How will we learn Chinese characters?

 

 Middle and Senior students…this is a long post, but steps you through the character learning strategies we are discussing in class….

How will this picture

image

help you remember this Chinese character (click on it)

  stop

Now visualize an apprentice lumberjack with an axe about to chop this tree down, with his horrified supervisor saying to him:

‘I said NOT the TREE with the CUP tied to it, the GIANT collects the maple sap from that one to have with his BACON’.

What does this mean?

We have embarked on our journey of learning how to recognize and write by memory thousands of Chinese characters! We have started with a handful, but over the terms the number of characters will grow. If we learn these characters by rote memorization, after about 50 or so characters our brains will either refuse to take in any more, or forget the earlier ones we learned. We need an efficient strategy…

Ever wonder how those people in Vegas count cards??? They make up stories, using characters or objects to represent each number and suit, and visualization techniques to produce the stories quickly…

Well we’re not going to Vegas, but we do have to learn an awful lot of Chinese characters, and we can do this more efficiently using the same technique. But we have to learn how to write the character, the pinyin, the tone, the definition…why on earth would we try to learn a story for each character too????? Surely this would slow down our learning?????

Well maybe at the start. But once we get the hang of it, the stories help our analysis of character component breakdown, we then create stories faster for future characters, and the previous characters are in our long term memories already. We become masters of character learning instead of slaves to rote memorization.

So how do we do it?

We are already using ‘Skritter’ a spaced repetition tool to help us manage our character learning.  Spaced repetition can help us gain a retention rate of 90%, but only in conjunction with a method of memorization.  I used a method by Alison Matthews in her book ‘Learning Chinese Characters’. Every character is made up by components that usually have a meaning within themselves. This means learning the components, but it is a skill that will increase your Chinese character learning efficiency exponentially!
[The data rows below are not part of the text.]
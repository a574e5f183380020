//! Graph accumulation from a triple stream.
//!
//! Triples are consumed in fixed-size batches so the working set per step is
//! bounded. Batch size never changes the result: node set, edge list, and
//! degrees depend only on the triples and their arrival order.

use std::collections::HashMap;

use rayon::prelude::*;

use super::{DegreeMap, Edge, Graph, Node, Triple};

/// Default number of triples processed per batch.
pub const DEFAULT_BATCH_SIZE: usize = 500;

/// Accumulates nodes, edges, and degrees.
///
/// Nodes are kept in first-seen order; edges in arrival order.
#[derive(Debug, Clone, Default)]
pub struct GraphBuilder {
    node_index: HashMap<String, usize>,
    nodes: Vec<Node>,
    edges: Vec<Edge>,
    degrees: DegreeMap,
}

impl GraphBuilder {
    pub fn new() -> Self {
        Self::default()
    }

    fn ensure_node(&mut self, id: &str) {
        if self.node_index.contains_key(id) {
            return;
        }
        self.node_index.insert(id.to_string(), self.nodes.len());
        self.nodes.push(Node::new(id));
    }

    /// Add one triple: both endpoint nodes, one edge, and two degree increments.
    pub fn push(&mut self, triple: &Triple) {
        self.ensure_node(&triple.subject);
        self.ensure_node(&triple.object);
        self.edges.push(Edge::from(triple));

        *self.degrees.entry(triple.subject.clone()).or_insert(0) += 1;
        *self.degrees.entry(triple.object.clone()).or_insert(0) += 1;
    }

    /// Add a batch of triples in order.
    pub fn extend_batch(&mut self, batch: &[Triple]) {
        for triple in batch {
            self.push(triple);
        }
    }

    /// Append another builder's contents after this one's.
    ///
    /// Equivalent to having pushed `other`'s triples after `self`'s.
    pub fn merge(mut self, other: GraphBuilder) -> Self {
        for node in other.nodes {
            if !self.node_index.contains_key(&node.id) {
                self.node_index.insert(node.id.clone(), self.nodes.len());
                self.nodes.push(node);
            }
        }
        self.edges.extend(other.edges);
        for (id, degree) in other.degrees {
            *self.degrees.entry(id).or_insert(0) += degree;
        }
        self
    }

    /// Running degree counts.
    pub fn degrees(&self) -> &DegreeMap {
        &self.degrees
    }

    pub fn node_count(&self) -> usize {
        self.nodes.len()
    }

    pub fn edge_count(&self) -> usize {
        self.edges.len()
    }

    /// Hand the accumulated graph to the caller.
    pub fn finish(self) -> Graph {
        Graph {
            nodes: self.nodes,
            edges: self.edges,
        }
    }
}

/// Build a graph from a fallible triple stream, `batch_size` triples at a time.
///
/// The first stream error aborts the build and is returned unchanged.
/// A `batch_size` of zero is treated as one.
pub fn build_graph<I, E>(triples: I, batch_size: usize) -> Result<Graph, E>
where
    I: IntoIterator<Item = Result<Triple, E>>,
{
    build_graph_with_degrees(triples, batch_size).map(|(graph, _)| graph)
}

/// Like [`build_graph`], also returning the degree map kept during accumulation.
pub fn build_graph_with_degrees<I, E>(
    triples: I,
    batch_size: usize,
) -> Result<(Graph, DegreeMap), E>
where
    I: IntoIterator<Item = Result<Triple, E>>,
{
    let batch_size = batch_size.max(1);
    let mut builder = GraphBuilder::new();
    let mut batch: Vec<Triple> = Vec::with_capacity(batch_size);
    let mut batches = 0usize;

    for triple in triples {
        batch.push(triple?);
        if batch.len() >= batch_size {
            builder.extend_batch(&batch);
            batch.clear();
            batches += 1;
            tracing::debug!(
                batches,
                nodes = builder.node_count(),
                edges = builder.edge_count(),
                "processed triple batch"
            );
        }
    }
    if !batch.is_empty() {
        builder.extend_batch(&batch);
        batches += 1;
    }

    tracing::debug!(
        batches,
        nodes = builder.node_count(),
        edges = builder.edge_count(),
        "graph accumulation complete"
    );

    let degrees = std::mem::take(&mut builder.degrees);
    Ok((builder.finish(), degrees))
}

/// Build a graph from materialized triples, one batch per rayon task.
///
/// Partial builders are merged in batch order, so the result equals the
/// sequential [`build_graph`] output exactly.
pub fn build_graph_parallel(triples: &[Triple], batch_size: usize) -> Graph {
    let batch_size = batch_size.max(1);
    triples
        .par_chunks(batch_size)
        .map(|chunk| {
            let mut builder = GraphBuilder::new();
            builder.extend_batch(chunk);
            builder
        })
        .reduce(GraphBuilder::new, GraphBuilder::merge)
        .finish()
}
For example the character , which means ‘cup’ is made up of 2 components, and . means ‘wood’ or ‘tree’, and means ‘not’. So if we have a story that has ‘ tree’ ‘not’ and ‘cup’ in it, we can remember that putting these 2 components together makes the character for ‘cup’. But Chinese isn’t as simple as that, we need to remember how to say the character, and in which tone. So we need to add to our story some way to learn these too. This character is pronounced ‘bei’ like the ‘bay’ sound in the word ‘bacon’. It is in first tone ‘bēi’. So if we have bacon in the story somewhere, we can remember it is pronounced ‘bei’, but what about the tone?

Well Mathews has a strategy, if there is a ‘giant‘ in the story then the character is first tone, if there is a ‘fairy‘ in the story then the character is second tone, if there is a ‘teddy‘ in the story then the character is third tone, if there is a ‘dwarf‘ in the story then the character is fourth tone, and if there is a ‘robot‘ in the story then the character is neutral tone. Sound complicated? Well no, not as hard as learning the tones of thousands of characters with no strategy at all!!!!!!
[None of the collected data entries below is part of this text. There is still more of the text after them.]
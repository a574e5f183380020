//! Engine configuration, loadable from TOML.
//!
//! ```toml
//! batch_size = 500
//! default_max_nodes = 500
//! label_property = "http://www.w3.org/2000/01/rdf-schema#label"
//! enhanced_labels = true
//! max_history_sessions = 1024
//! ```

use std::path::Path;

use serde::{Deserialize, Serialize};

use crate::error::ConfigError;
use crate::graph::builder::DEFAULT_BATCH_SIZE;
use crate::graph::dataset::RDFS_LABEL;
use crate::history::DEFAULT_MAX_SESSIONS;

pub type ConfigResult<T> = std::result::Result<T, ConfigError>;

/// Configuration for the semviz [`Engine`](crate::engine::Engine).
#[derive(Debug, Clone, PartialEq, Eq, Serialize, Deserialize)]
pub struct EngineConfig {
    /// Triples processed per accumulation batch.
    #[serde(default = "default_batch_size")]
    pub batch_size: usize,
    /// Node cap applied when a request does not name one.
    #[serde(default = "default_max_nodes")]
    pub default_max_nodes: usize,
    /// Property consulted for explicit node labels in neighborhood queries.
    #[serde(default = "default_label_property")]
    pub label_property: String,
    /// Whether neighborhood queries consult `label_property` at all.
    #[serde(default = "default_true")]
    pub enhanced_labels: bool,
    /// Click-history sessions kept before the least recently used is evicted.
    #[serde(default = "default_max_history_sessions")]
    pub max_history_sessions: usize,
}

fn default_batch_size() -> usize {
    DEFAULT_BATCH_SIZE
}
fn default_max_nodes() -> usize {
    500
}
fn default_label_property() -> String {
    RDFS_LABEL.into()
}
fn default_true() -> bool {
    true
}
fn default_max_history_sessions() -> usize {
    DEFAULT_MAX_SESSIONS
}

impl Default for EngineConfig {
    fn default() -> Self {
        Self {
            batch_size: default_batch_size(),
            default_max_nodes: default_max_nodes(),
            label_property: default_label_property(),
            enhanced_labels: default_true(),
            max_history_sessions: default_max_history_sessions(),
        }
    }
}

impl EngineConfig {
    /// Reject settings the engine cannot run with.
    pub fn validate(&self) -> ConfigResult<()> {
        if self.batch_size == 0 {
            return Err(ConfigError::Invalid {
                message: "batch_size must be > 0".into(),
            });
        }
        if self.max_history_sessions == 0 {
            return Err(ConfigError::Invalid {
                message: "max_history_sessions must be > 0".into(),
            });
        }
        if self.enhanced_labels && self.label_property.trim().is_empty() {
            return Err(ConfigError::Invalid {
                message: "label_property must be set when enhanced_labels is on".into(),
            });
        }
        Ok(())
    }

    /// Load from a TOML file. Missing keys take their defaults.
    pub fn load(path: &Path) -> ConfigResult<Self> {
        let content = std::fs::read_to_string(path).map_err(|e| ConfigError::Read {
            path: path.display().to_string(),
            source: e,
        })?;
        let config: Self = toml::from_str(&content).map_err(|e| ConfigError::Parse {
            path: path.display().to_string(),
            message: e.to_string(),
        })?;
        config.validate()?;
        Ok(config)
    }

    /// Serialize to TOML.
    pub fn to_toml(&self) -> ConfigResult<String> {
        toml::to_string_pretty(self).map_err(|e| ConfigError::Invalid {
            message: format!("failed to serialize config: {e}"),
        })
    }
}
So our story (mnemonic or visualization) for the character ‘杯’ can be this:

‘I said NOT the TREE with the CUP tied to it’ cried the horrified lumberjack to his apprentice, ‘The GIANT collects the maple sap from that one to have with his BACON’.

We can use a book like Matthew’s to give us ready made stories, or we can use the shared mnemonics from Chinese learners round the world (just click on mnemonics in your skritter account as you are studying the character), or you can make up you own and share with the Chinese learning community in Skritter yourself.

How do we learn what the components mean?

  • There are charts in the classroom that you can refer to to find out each component’s meaning
  • As you study in Skritter, you can click on the magnifying glass that will open up a window of information about that character, including the character components and meanings (this is a little blue i for ‘info’ in the app version’).
  • There are publications that you can download (‘First 1000 Chinese characters’ and ‘Second thousand Chinese characters’) from ‘mandarinposter.com’ that will give you the breakdown of components and meanings.
  • Check out www.characterpop.com where you can search any character and get the breakdown of components and meanings.

We will practice this technique and share our ideas in class as we learn more characters. We will start to reflect about this technique regularly in our blogs…the next tool we will be setting up as part of our Mandarin learning journey!

Explain this method to your family, what do they think?  Show them a character that you are learning, find out the meaning of the components, and see if they can help you make up a bizarre story!  The more bizarre and interesting, the more likely it will work!